[Work order]
Each entry has to be copied exactly, with nothing missed.

Data for analysis START

//! CAN Telemetry CLI Application
//!
//! Command-line front end for the can-telemetry library:
//! - Run a telemetry session from a JSON configuration
//! - Query frames persisted by a session
//! - Decode single frames with a DBC file
//! - Derive arbitration-id filters from message names
//! - Write configuration snapshots, optionally replaying a CSV log

use anyhow::Result;
use clap::{Parser, Subcommand};
use std::path::PathBuf;

mod commands;

/// CAN Telemetry - capture, store and decode CAN bus traffic
#[derive(Parser, Debug)]
#[command(name = "can-telemetry-cli")]
#[command(about = "Capture, store and decode CAN bus traffic", long_about = None)]
#[command(version)]
struct Args {
    #[command(subcommand)]
    command: Command,

    /// Verbosity level (can be repeated: -v, -vv)
    #[arg(short, long, global = true, action = clap::ArgAction::Count)]
    verbose: u8,

    /// Suppress all output except errors
    #[arg(short, long, global = true)]
    quiet: bool,
}

#[derive(Subcommand, Debug)]
enum Command {
    /// Run a telemetry session until the time limit or Enter
    Run {
        /// JSON configuration snapshot
        #[arg(short, long, value_name = "FILE")]
        config: PathBuf,

        /// Stop after this many seconds instead of waiting for Enter
        #[arg(long, value_name = "SECS")]
        seconds: Option<f64>,

        /// Virtual channel name for the SIM/VIRTUAL interfaces
        #[arg(long, value_name = "NAME")]
        channel: Option<String>,

        /// SocketCAN interface for the PEAK interface
        #[arg(long, value_name = "IFACE")]
        peak_interface: Option<String>,
    },

    /// Print stored frames, newest first
    Query {
        /// SQLite database written by a session
        #[arg(long, value_name = "FILE")]
        db: PathBuf,

        /// Maximum number of frames
        #[arg(short, default_value_t = 20)]
        n: usize,

        /// Only these arbitration ids (repeatable, decimal or 0x hex)
        #[arg(long, value_name = "ID", value_parser = commands::parse_id)]
        allow: Vec<u32>,

        /// Never these arbitration ids (repeatable, decimal or 0x hex)
        #[arg(long, value_name = "ID", value_parser = commands::parse_id)]
        deny: Vec<u32>,

        /// Only error frames (true) or only non-error frames (false)
        #[arg(long, value_name = "BOOL")]
        error: Option<bool>,

        /// Print frames as JSON
        #[arg(long)]
        json: bool,
    },

    /// Decode one frame with a DBC file
    Decode {
        #[arg(long, value_name = "FILE")]
        dbc: PathBuf,

        /// Arbitration id (decimal or 0x hex)
        #[arg(
            long,
            value_name = "ID",
            value_parser = commands::parse_id,
            required_unless_present = "message",
            conflicts_with = "message"
        )]
        id: Option<u32>,

        /// Message name from the DBC, instead of --id
        #[arg(long, value_name = "NAME")]
        message: Option<String>,

        /// Payload as hex, e.g. E803D007
        #[arg(long, value_name = "HEX", default_value = "")]
        data: String,

        /// Print signals as JSON
        #[arg(long)]
        json: bool,
    },

    /// Print the arbitration ids of messages whose name contains a substring,
    /// or every message of the DBC when no substring is given
    Filter {
        #[arg(long, value_name = "FILE")]
        dbc: PathBuf,

        /// Case-sensitive name substring (repeatable)
        #[arg(long = "name", value_name = "SUBSTRING")]
        names: Vec<String>,
    },

    /// Write a sample configuration snapshot
    InitConfig {
        /// Output JSON file
        #[arg(long, value_name = "FILE")]
        out: PathBuf,

        /// DBC file referenced by the configuration
        #[arg(long, value_name = "FILE", default_value = "telemetry.dbc")]
        dbc: PathBuf,

        /// Interface name: SIM, VIRTUAL or PEAK
        #[arg(long, value_name = "NAME", default_value = "SIM")]
        interface: can_telemetry::CanInterface,

        /// Replay the frames of a CSV log instead of the built-in sample
        #[arg(long, value_name = "FILE")]
        sim_csv: Option<PathBuf>,
    },
}

fn main() -> Result<()> {
    let args = Args::parse();

    init_logging(args.verbose, args.quiet);

    log::debug!("CAN Telemetry CLI v{}", env!("CARGO_PKG_VERSION"));
    log::debug!("Using telemetry library v{}", can_telemetry::VERSION);

    match args.command {
        Command::Run {
            config,
            seconds,
            channel,
            peak_interface,
        } => commands::run(&config, seconds, channel, peak_interface),
        Command::Query {
            db,
            n,
            allow,
            deny,
            error,
            json,
        } => commands::query(&db, n, &allow, &deny, error, json),
        Command::Decode {
            dbc,
            id,
            message,
            data,
            json,
        } => commands::decode(&dbc, id, message.as_deref(), &data, json),
        Command::Filter { dbc, names } => commands::filter(&dbc, &names),
        Command::InitConfig {
            out,
            dbc,
            interface,
            sim_csv,
        } => commands::init_config(&out, dbc, interface, sim_csv.as_deref()),
    }
}

/// Initialize logging based on verbosity level
fn init_logging(verbose: u8, quiet: bool) {
    use env_logger::Builder;
    use log::LevelFilter;
    use std::io::Write;

    let level = if quiet {
        LevelFilter::Error
    } else {
        match verbose {
            0 => LevelFilter::Info,
            1 => LevelFilter::Debug,
            _ => LevelFilter::Trace,
        }
    };

    Builder::new()
        .filter_level(level)
        .format(|buf, record| {
            writeln!(
                buf,
                "[{} {}] {}",
                record.level(),
                record.target(),
                record.args()
            )
        })
        .init();
}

Data for analysis END

[Solution to this problem]
//! CAN Telemetry CLI Application
//!
//! Command-line front end for the can-telemetry library:
//! - Run a telemetry session from a JSON configuration
//! - Query frames persisted by a session
//! - Decode single frames with a DBC file
//! - Derive arbitration-id filters from message names
//! - Write configuration snapshots, optionally replaying a CSV log

use anyhow::Result;
use clap::{Parser, Subcommand};
use std::path::PathBuf;

mod commands;

/// CAN Telemetry - capture, store and decode CAN bus traffic
#[derive(Parser, Debug)]
#[command(name = "can-telemetry-cli")]
#[command(about = "Capture, store and decode CAN bus traffic", long_about = None)]
#[command(version)]
struct Args {
    #[command(subcommand)]
    command: Command,

    /// Verbosity level (can be repeated: -v, -vv)
    #[arg(short, long, global = true, action = clap::ArgAction::Count)]
    verbose: u8,

    /// Suppress all output except errors
    #[arg(short, long, global = true)]
    quiet: bool,
}

#[derive(Subcommand, Debug)]
enum Command {
    /// Run a telemetry session until the time limit or Enter
    Run {
        /// JSON configuration snapshot
        #[arg(short, long, value_name = "FILE")]
        config: PathBuf,

        /// Stop after this many seconds instead of waiting for Enter
        #[arg(long, value_name = "SECS")]
        seconds: Option<f64>,

        /// Virtual channel name for the SIM/VIRTUAL interfaces
        #[arg(long, value_name = "NAME")]
        channel: Option<String>,

        /// SocketCAN interface for the PEAK interface
        #[arg(long, value_name = "IFACE")]
        peak_interface: Option<String>,
    },

    /// Print stored frames, newest first
    Query {
        /// SQLite database written by a session
        #[arg(long, value_name = "FILE")]
        db: PathBuf,

        /// Maximum number of frames
        #[arg(short, default_value_t = 20)]
        n: usize,

        /// Only these arbitration ids (repeatable, decimal or 0x hex)
        #[arg(long, value_name = "ID", value_parser = commands::parse_id)]
        allow: Vec<u32>,

        /// Never these arbitration ids (repeatable, decimal or 0x hex)
        #[arg(long, value_name = "ID", value_parser = commands::parse_id)]
        deny: Vec<u32>,

        /// Only error frames (true) or only non-error frames (false)
        #[arg(long, value_name = "BOOL")]
        error: Option<bool>,

        /// Print frames as JSON
        #[arg(long)]
        json: bool,
    },

    /// Decode one frame with a DBC file
    Decode {
        #[arg(long, value_name = "FILE")]
        dbc: PathBuf,

        /// Arbitration id (decimal or 0x hex)
        #[arg(
            long,
            value_name = "ID",
            value_parser = commands::parse_id,
            required_unless_present = "message",
            conflicts_with = "message"
        )]
        id: Option<u32>,

        /// Message name from the DBC, instead of --id
        #[arg(long, value_name = "NAME")]
        message: Option<String>,

        /// Payload as hex, e.g. E803D007
        #[arg(long, value_name = "HEX", default_value = "")]
        data: String,

        /// Print signals as JSON
        #[arg(long)]
        json: bool,
    },

    /// Print the arbitration ids of messages whose name contains a substring,
    /// or every message of the DBC when no substring is given
    Filter {
        #[arg(long, value_name = "FILE")]
        dbc: PathBuf,

        /// Case-sensitive name substring (repeatable)
        #[arg(long = "name", value_name = "SUBSTRING")]
        names: Vec<String>,
    },

    /// Write a sample configuration snapshot
    InitConfig {
        /// Output JSON file
        #[arg(long, value_name = "FILE")]
        out: PathBuf,

        /// DBC file referenced by the configuration
        #[arg(long, value_name = "FILE", default_value = "telemetry.dbc")]
        dbc: PathBuf,

        /// Interface name: SIM, VIRTUAL or PEAK
        #[arg(long, value_name = "NAME", default_value = "SIM")]
        interface: can_telemetry::CanInterface,

        /// Replay the frames of a CSV log instead of the built-in sample
        #[arg(long, value_name = "FILE")]
        sim_csv: Option<PathBuf>,
    },
}

fn main() -> Result<()> {
    let args = Args::parse();

    init_logging(args.verbose, args.quiet);

    log::debug!("CAN Telemetry CLI v{}", env!("CARGO_PKG_VERSION"));
    log::debug!("Using telemetry library v{}", can_telemetry::VERSION);

    match args.command {
        Command::Run {
            config,
            seconds,
            channel,
            peak_interface,
        } => commands::run(&config, seconds, channel, peak_interface),
        Command::Query {
            db,
            n,
            allow,
            deny,
            error,
            json,
        } => commands::query(&db, n, &allow, &deny, error, json),
        Command::Decode {
            dbc,
            id,
            message,
            data,
            json,
        } => commands::decode(&dbc, id, message.as_deref(), &data, json),
        Command::Filter { dbc, names } => commands::filter(&dbc, &names),
        Command::InitConfig {
            out,
            dbc,
            interface,
            sim_csv,
        } => commands::init_config(&out, dbc, interface, sim_csv.as_deref()),
    }
}

/// Initialize logging based on verbosity level
fn init_logging(verbose: u8, quiet: bool) {
    use env_logger::Builder;
    use log::LevelFilter;
    use std::io::Write;

    let level = if quiet {
        LevelFilter::Error
    } else {
        match verbose {
            0 => LevelFilter::Info,
            1 => LevelFilter::Debug,
            _ => LevelFilter::Trace,
        }
    };

    Builder::new()
        .filter_level(level)
        .format(|buf, record| {
            writeln!(
                buf,
                "[{} {}] {}",
                record.level(),
                record.target(),
                record.args()
            )
        })
        .init();
}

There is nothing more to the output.